Designing and Using Performance Tasks
This seminar is based on my book of the same title. It is a two-day seminar that takes you through the process to design a performance task (identifying the unit and standards, determine the learning progression for each standard, determine the learning intentions and success criteria for the unit, design the performance task(s) and the accompanying scoring guides). In addition the attributes of a quality performance task will be shared and implementation considerations.
Building the Base to an Instructional Unit
This is a one day seminar and it is also based on my book titled Designing and Using Performance Tasks: Enhancing Student Learning and Assessment.

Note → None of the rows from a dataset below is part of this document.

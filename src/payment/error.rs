use std::fmt;

use serde::{Deserialize, Serialize};

use crate::ledger::LedgerError;

#[derive(Debug, Clone, Copy, PartialEq, Eq, Serialize, Deserialize)]
#[serde(rename_all = "snake_case")]
pub enum PaymentErrorKind {
    UnknownTransaction,
    UnknownPackage,
    AlreadyTerminal,
    Ledger,
    Storage,
}

#[derive(Debug, Clone, PartialEq, Eq, Serialize, Deserialize)]
pub struct PaymentError {
    pub kind: PaymentErrorKind,
    pub message: String,
}

impl PaymentError {
    pub fn new(kind: PaymentErrorKind, message: impl Into<String>) -> Self {
        Self {
            kind,
            message: message.into(),
        }
    }
}

impl fmt::Display for PaymentError {
    fn fmt(&self, f: &mut fmt::Formatter<'_>) -> fmt::Result {
        write!(f, "{}", self.message)
    }
}

impl std::error::Error for PaymentError {}

impl From<LedgerError> for PaymentError {
    fn from(err: LedgerError) -> Self {
        PaymentError::new(PaymentErrorKind::Ledger, err.message)
    }
}

pub fn unknown_transaction(message: impl Into<String>) -> PaymentError {
    PaymentError::new(PaymentErrorKind::UnknownTransaction, message)
}

pub fn unknown_package(message: impl Into<String>) -> PaymentError {
    PaymentError::new(PaymentErrorKind::UnknownPackage, message)
}

pub fn already_terminal(message: impl Into<String>) -> PaymentError {
    PaymentError::new(PaymentErrorKind::AlreadyTerminal, message)
}

pub fn storage_error(message: impl Into<String>) -> PaymentError {
    PaymentError::new(PaymentErrorKind::Storage, message)
}
use async_trait::async_trait;

use crate::{
    interpreter::error::BackendError,
    types::{Locale, Perspective},
};

/// Port to the generative backend. One call produces one interpretation
/// text; the service invokes it three times per request, in parallel.
#[async_trait]
pub trait InterpretationBackend: Send + Sync {
    async fn generate(
        &self,
        dream_text: &str,
        perspective: Perspective,
        locale: Locale,
    ) -> Result<String, BackendError>;
}
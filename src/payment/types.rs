use serde::{Deserialize, Serialize};
use time::OffsetDateTime;

use crate::types::{TransactionId, UserId};

/// A purchasable credit bundle. The defaults mirror the hosted checkout
/// offering; deployments can override them in config.
#[derive(Debug, Clone, PartialEq, Eq, Serialize, Deserialize)]
pub struct PaymentPackage {
    pub id: String,
    pub name: String,
    pub interpretations_granted: u32,
    pub amount_cents: u64,
    pub currency: String,
}

pub fn default_packages() -> Vec<PaymentPackage> {
    vec![
        PaymentPackage {
            id: "basic".to_string(),
            name: "Basic Pack".to_string(),
            interpretations_granted: 10,
            amount_cents: 4_999,
            currency: "EGP".to_string(),
        },
        PaymentPackage {
            id: "premium".to_string(),
            name: "Premium Pack".to_string(),
            interpretations_granted: 25,
            amount_cents: 9_999,
            currency: "EGP".to_string(),
        },
        PaymentPackage {
            id: "ultimate".to_string(),
            name: "Ultimate Pack".to_string(),
            interpretations_granted: 100,
            amount_cents: 19_999,
            currency: "EGP".to_string(),
        },
    ]
}

#[derive(Debug, Clone, Copy, PartialEq, Eq, Serialize, Deserialize)]
#[serde(rename_all = "snake_case")]
pub enum PaymentStatus {
    Pending,
    Completed,
    Failed,
}

/// One checkout attempt. Created as `Pending` before any redirect so a
/// later provider callback can be matched; credits the ledger exactly
/// once on the pending-to-completed transition.
#[derive(Debug, Clone, PartialEq, Eq, Serialize, Deserialize)]
pub struct PaymentTransaction {
    pub id: TransactionId,
    pub user_id: UserId,
    pub amount_cents: u64,
    pub currency: String,
    pub interpretations_granted: u32,
    pub status: PaymentStatus,
    #[serde(with = "time::serde::rfc3339")]
    pub created_at: OffsetDateTime,
    #[serde(with = "time::serde::rfc3339")]
    pub updated_at: OffsetDateTime,
}
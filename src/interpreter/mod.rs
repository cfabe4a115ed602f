pub mod backend;
pub mod credentials;
pub mod error;
pub mod gemini;
pub mod prompts;

pub use backend::InterpretationBackend;
pub use credentials::{CredentialProvider, CredentialRef, EnvCredentialProvider};
pub use error::{BackendError, BackendErrorKind};
pub use gemini::GeminiBackend;
pub use prompts::{detect_locale, prompt_for};
use std::{sync::Arc, time::Duration};

use async_trait::async_trait;
use serde_json::{Value, json};

use crate::{
    config::BackendConfig,
    interpreter::{
        backend::InterpretationBackend,
        credentials::{CredentialProvider, CredentialRef},
        error::{BackendError, BackendErrorKind, internal_error, protocol_violation},
        prompts::prompt_for,
    },
    types::{Locale, Perspective},
};

/// Adapter for a Gemini-style `generateContent` HTTP endpoint.
pub struct GeminiBackend {
    http: reqwest::Client,
    base_url: String,
    model: String,
    credential: CredentialRef,
    credentials: Arc<dyn CredentialProvider>,
}

impl GeminiBackend {
    pub fn new(
        config: &BackendConfig,
        credentials: Arc<dyn CredentialProvider>,
    ) -> Result<Self, BackendError> {
        let http = reqwest::Client::builder()
            .timeout(Duration::from_millis(config.request_timeout_ms))
            .build()
            .map_err(|err| internal_error(format!("failed to build http client: {err}")))?;

        Ok(Self {
            http,
            base_url: config.base_url.trim_end_matches('/').to_string(),
            model: config.model.clone(),
            credential: config.credential.clone(),
            credentials,
        })
    }

    fn classify_status(status: u16, body: &str) -> BackendError {
        let kind = match status {
            401 | 403 => BackendErrorKind::Authentication,
            429 => BackendErrorKind::RateLimited,
            400 | 404 | 422 => BackendErrorKind::BackendPermanent,
            500..=599 => BackendErrorKind::BackendTransient,
            _ => BackendErrorKind::BackendPermanent,
        };
        BackendError::new(
            kind,
            format!("generative backend returned {}: {}", status, body),
        )
        .with_provider_http_status(status)
    }

    fn extract_text(body: &Value, perspective: Perspective) -> Result<String, BackendError> {
        body.pointer("/candidates/0/content/parts/0/text")
            .and_then(Value::as_str)
            .map(str::to_string)
            .ok_or_else(|| {
                protocol_violation(format!(
                    "no candidate text in {} interpretation response",
                    perspective.as_str()
                ))
            })
    }
}

#[async_trait]
impl InterpretationBackend for GeminiBackend {
    async fn generate(
        &self,
        dream_text: &str,
        perspective: Perspective,
        locale: Locale,
    ) -> Result<String, BackendError> {
        let api_key = self.credentials.resolve(&self.credential).await?;
        let url = format!(
            "{}/models/{}:generateContent?key={}",
            self.base_url, self.model, api_key
        );

        let body = json!({
            "contents": [{
                "parts": [{ "text": prompt_for(perspective, locale, dream_text) }]
            }],
            "generationConfig": {
                "temperature": 0.7,
                "topK": 40,
                "topP": 0.95,
                "maxOutputTokens": 1024,
            }
        });

        tracing::debug!(
            target: "interpreter",
            perspective = perspective.as_str(),
            locale = ?locale,
            "interpretation_request_dispatched"
        );

        let response = self
            .http
            .post(&url)
            .json(&body)
            .send()
            .await
            .map_err(|err| {
                if err.is_timeout() {
                    BackendError::new(
                        BackendErrorKind::Timeout,
                        format!("generative backend timed out: {err}"),
                    )
                } else {
                    BackendError::new(
                        BackendErrorKind::BackendTransient,
                        format!("generative backend unreachable: {err}"),
                    )
                }
            })?;

        let status = response.status().as_u16();
        if !(200..300).contains(&status) {
            let text = response.text().await.unwrap_or_default();
            return Err(Self::classify_status(status, &text));
        }

        let parsed: Value = response
            .json()
            .await
            .map_err(|err| protocol_violation(format!("invalid backend response body: {err}")))?;

        let text = Self::extract_text(&parsed, perspective)?;
        tracing::debug!(
            target: "interpreter",
            perspective = perspective.as_str(),
            chars = text.len(),
            "interpretation_text_received"
        );
        Ok(text)
    }
}
mod records;

use std::sync::Arc;

use oneira::ledger::{CreditLedger, MemoryUsageStore, UsageRecord, UsageStore};

pub fn ledger_with(records: Vec<UsageRecord>) -> (Arc<CreditLedger>, Arc<MemoryUsageStore>) {
    let store = Arc::new(MemoryUsageStore::with_records(records));
    let ledger = Arc::new(
        CreditLedger::new(Arc::clone(&store) as Arc<dyn UsageStore>).with_write_retries(16),
    );
    (ledger, store)
}

pub fn record(user_id: &str, free_used: u32, paid_remaining: u32) -> UsageRecord {
    let mut record = UsageRecord::new(user_id);
    record.free_used = free_used;
    record.paid_remaining = paid_remaining;
    record
}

The difference is that this seminar focuses on the first portion of the book in which the base to a unit of instruction is developed. Once the base is built, then planning of formative and summative assessments (traditional and performance based) can occur, instruction can be more targeted, and feedback can be more accurate.
Reading to Learn
This is a one day seminar that focuses on instructional strategies to help students read to learn. The shift from learning to read to reading to learn occurs between second and third grade for most students. At that time students need to be taught metacognitive strategies so that they can approach different reading texts and purposes, monitor their comprehension as they read, and reflect on the reading. Once students know the text they are reading, if they have not been provided the purpose for reading the student must determine the purpose for the reading of this particular text, then he/she must determine the pre-reading strategies they will employ, the during reading strategies and the post reading strategies so they will gain the most from the text they are reading. Direct teaching of the these strategies is necessary from an early age for students to thrive independently as they read. Eighty-five percent of what adults read is non-fiction. This is a topic that will help students succeed in upper elementary, middle, high school, college and life.